Since starting Make A Change International, we have partnered with multi-disciplinary groups including internal and emergency medicine, otolaryngology, and orthopedic, gynecologic, and general surgery. We have supported projects in the Dominican Republic, Haiti, India, the Philippines, the Republic of Congo, Rwanda, Honduras, and South Korea. Our focus is on establishing partnerships with global organizations and health providers, to empower the local communities in sustainable development. One of our partners has focused on public health projects, such as a water treatment facility. This led to drastic health improvements, initiated local collaboration, and built trust. In addition, it created a business opportunity for the town to sell clean water, providing a source of income to hire local physicians and nurses to staff clinics. Coupling budding infrastructure with developing primary care services is leading to further advancement, including the ability to offer surgical services and development of ultrasound training.
Now I’m a third-year emergency medicine resident in Detroit, Michigan. I have had excellent training, and learned to work in a resource-limited setting in my own country, as well as abroad. I’ve recently returned to Haiti, where I had the great privilege of taking a multi-disciplinary team of pediatric, emergency, and internal medicine physicians, emergency nursing, and pharmacy staff. I partnered with the same group I worked closely with in medical school. They allowed me to use their clinic in Jerusalem, a mountainside community that was built after the earthquake. We planned for 60 patients a day, but that number soon rose over 100 as adults and children lined up to be seen. I had the consulting power of medicine and pediatrics on my side, and I am gaining the skills of the physicians I admired in the Congo. I felt ready. A patient arrived in hypertensive emergency, so I placed an IV and started medications. An elderly woman had dislocated her shoulder a week prior; we rigged up some cloth and some rocks and let the weight slowly pull the joint back into place. I had etomidate if I needed it for sedation.
A young man with necrotizing fasciitis of his finger refused amputation. He received antibiotics and left. Sadly, I never heard back from him and I expect the worst. A woman who was 26 weeks pregnant arrived hypotensive, febrile, and had started bleeding. I didn’t have an ultrasound machine with me, so we gave IV fluids and antibiotics and sent her to a hospital. She couldn’t pay and wasn’t seen. A man came in with a knee effusion, which a local practitioner had attempted to treat with leeches.
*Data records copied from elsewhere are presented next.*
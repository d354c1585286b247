use accel::{Bvh, BvhConfig, Primitive, SplitMethod};
use geometry::ray::Ray;
use itertools::iproduct;
use material::Matte;
use math::hcm::{point3, Point3, Vec3};
use radiometry::color::Color;
use rand::rngs::StdRng;
use rand::{Rng, SeedableRng};
use shape::{Shape, Sphere, Triangle};
use std::sync::Arc;

fn random_point(rng: &mut StdRng, extent: f32) -> Point3 {
    point3(
        rng.gen_range(-extent..extent),
        rng.gen_range(-extent..extent),
        rng.gen_range(-extent..extent),
    )
}

fn random_unit_vector(rng: &mut StdRng) -> Vec3 {
    loop {
        let v = Vec3::new(
            rng.gen_range(-1.0..1.0),
            rng.gen_range(-1.0..1.0),
            rng.gen_range(-1.0..1.0),
        );
        if v.norm_squared() > 1e-3 && v.norm_squared() <= 1.0 {
            return v.hat();
        }
    }
}

/// A mix of small spheres and triangles scattered in a cube.
fn random_primitives(rng: &mut StdRng, count: usize) -> Vec<Primitive> {
    let material = Arc::new(Matte::solid(Color::gray(0.5)).unwrap());
    (0..count)
        .map(|i| {
            let shape: Arc<dyn Shape> = if i % 2 == 0 {
                let c = random_point(rng, 10.0);
                Arc::new(Sphere::from_raw((c.x, c.y, c.z), rng.gen_range(0.1..1.0)).unwrap())
            } else {
                let p0 = random_point(rng, 10.0);
                let p1 = p0 + random_unit_vector(rng) * rng.gen_range(0.5..2.0);
                let p2 = p0 + random_unit_vector(rng) * rng.gen_range(0.5..2.0);
                match Triangle::from_points(p0, p1, p2) {
                    Ok(t) => Arc::new(t),
                    Err(_) => Arc::new(Sphere::from_raw((p0.x, p0.y, p0.z), 0.5).unwrap()),
                }
            };
            Primitive::new(shape, material.clone())
        })
        .collect()
}

fn brute_force_nearest(prims: &[Primitive], ray: &Ray) -> Option<(usize, f32)> {
    let mut ray = *ray;
    let mut nearest = None;
    for (i, p) in prims.iter().enumerate() {
        if let Some(hit) = p.shape.intersect(&ray) {
            ray.t_max = hit.t;
            nearest = Some((i, hit.t));
        }
    }
    nearest
}

#[test]
fn nearest_hit_matches_brute_force() {
    let mut rng = StdRng::seed_from_u64(1);
    let prims = random_primitives(&mut rng, 300);
    let rays: Vec<_> = (0..2000)
        .map(|_| Ray::new(random_point(&mut rng, 15.0), random_unit_vector(&mut rng)))
        .collect();
    let expected: Vec<_> = rays.iter().map(|r| brute_force_nearest(&prims, r)).collect();
    assert!(expected.iter().filter(|e| e.is_some()).count() > 200);

    let methods = [SplitMethod::EqualCounts, SplitMethod::Middle, SplitMethod::Sah];
    for (method, leaf_size) in iproduct!(methods, [1, 4, 16]) {
        let config = BvhConfig::default()
            .with_split_method(method)
            .with_max_prims_in_node(leaf_size);
        let bvh = Bvh::build(prims.clone(), config).unwrap();
        assert_eq!(bvh.primitives().len(), prims.len());
        for (ray, expected) in rays.iter().zip(expected.iter()) {
            let mut r = *ray;
            let hit = bvh.intersect(&mut r);
            match (hit, expected) {
                (None, None) => (),
                (Some(si), Some((index, t))) => {
                    assert!(
                        (si.hit.ray_t - t).abs() < 1e-4,
                        "{:?}: t = {} vs brute force {}",
                        method,
                        si.hit.ray_t,
                        t
                    );
                    assert!(Arc::ptr_eq(&si.primitive.shape, &prims[*index].shape));
                    assert_eq!(r.t_max, si.hit.ray_t);
                    let expected_pos = ray.position_at(*t);
                    assert!(si.hit.pos.distance_to(expected_pos) < 1e-3);
                }
                (hit, expected) => panic!(
                    "{:?}: bvh hit {:?} vs brute force {:?} for {:?}",
                    method,
                    hit.map(|si| si.hit.ray_t),
                    expected,
                    ray
                ),
            }
            assert_eq!(bvh.intersect_any(ray), expected.is_some());
        }
    }
}

#[test]
fn any_hit_respects_the_extent() {
    let sphere = Sphere::from_raw((0.0, 0.0, 5.0), 1.0).unwrap();
    let material = Matte::solid(Color::ONE).unwrap();
    let bvh = Bvh::build(vec![Primitive::from_raw(sphere, material)], BvhConfig::default()).unwrap();
    let ray = Ray::new(Point3::ORIGIN, Vec3::Z);
    assert!(bvh.intersect_any(&ray));
    assert!(!bvh.intersect_any(&ray.with_extent(3.9)));
    assert!(bvh.intersect_any(&ray.with_extent(4.1)));
}

#[test]
fn empty_bvh_never_hits() {
    let bvh = Bvh::build(vec![], BvhConfig::default()).unwrap();
    let mut ray = Ray::new(Point3::ORIGIN, Vec3::X);
    assert!(bvh.intersect(&mut ray).is_none());
    assert!(!bvh.intersect_any(&ray));
    assert!(bvh.bbox().is_empty());
}

#[test]
fn rejects_bad_leaf_size() {
    for size in [0, 256] {
        let config = BvhConfig::default().with_max_prims_in_node(size);
        assert!(Bvh::build(vec![], config).is_err());
    }
}

#[test]
fn coincident_primitives_share_a_leaf() {
    let material = Arc::new(Matte::solid(Color::ONE).unwrap());
    let prims: Vec<_> = (0..10)
        .map(|_| {
            let sphere = Sphere::from_raw((1.0, 2.0, 3.0), 0.5).unwrap();
            Primitive::new(Arc::new(sphere), material.clone())
        })
        .collect();
    let bvh = Bvh::build(prims, BvhConfig::default()).unwrap();
    assert_eq!(bvh.node_count(), 1);
    let mut ray = Ray::new(Point3::ORIGIN, point3(1.0, 2.0, 3.0) - Point3::ORIGIN);
    assert!(bvh.intersect(&mut ray).is_some());
}

#[test]
fn skewed_scene_stays_shallow() {
    // Centroids growing geometrically make every midpoint split peel off a single primitive.
    let material = Arc::new(Matte::solid(Color::ONE).unwrap());
    let prims: Vec<_> = (0..48)
        .map(|i| {
            let x = 3.0f32.powi(i);
            let sphere = Sphere::from_raw((x, 0.0, 0.0), 0.25).unwrap();
            Primitive::new(Arc::new(sphere), material.clone())
        })
        .collect();
    let config = BvhConfig::default().with_split_method(SplitMethod::Middle);
    let bvh = Bvh::build(prims, config).unwrap();
    assert!(bvh.depth() < 40, "depth = {}", bvh.depth());

    let mut ray = Ray::new(point3(3.0, 5.0, 0.0), -Vec3::Y);
    let hit = bvh.intersect(&mut ray).unwrap();
    assert!((hit.hit.pos.x - 3.0).abs() < 1e-4);
}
We drained the fluid so he could walk and work again. A man had an angiosarcoma growing out of his eye for so long that it covered half of his face. We removed it so that he could eat.
This is the reality of global health in this community and many others around the world. Though we have small victories, though the needs fade from the public eye, the disasters continue. These are not problems that can be fixed or solutions that can be finished so easily. However, as emergency physicians we have a vast arsenal at our disposal: broad medical knowledge, procedural skills, ultrasound, disaster response training, and public health. We are uniquely suited to make ripples.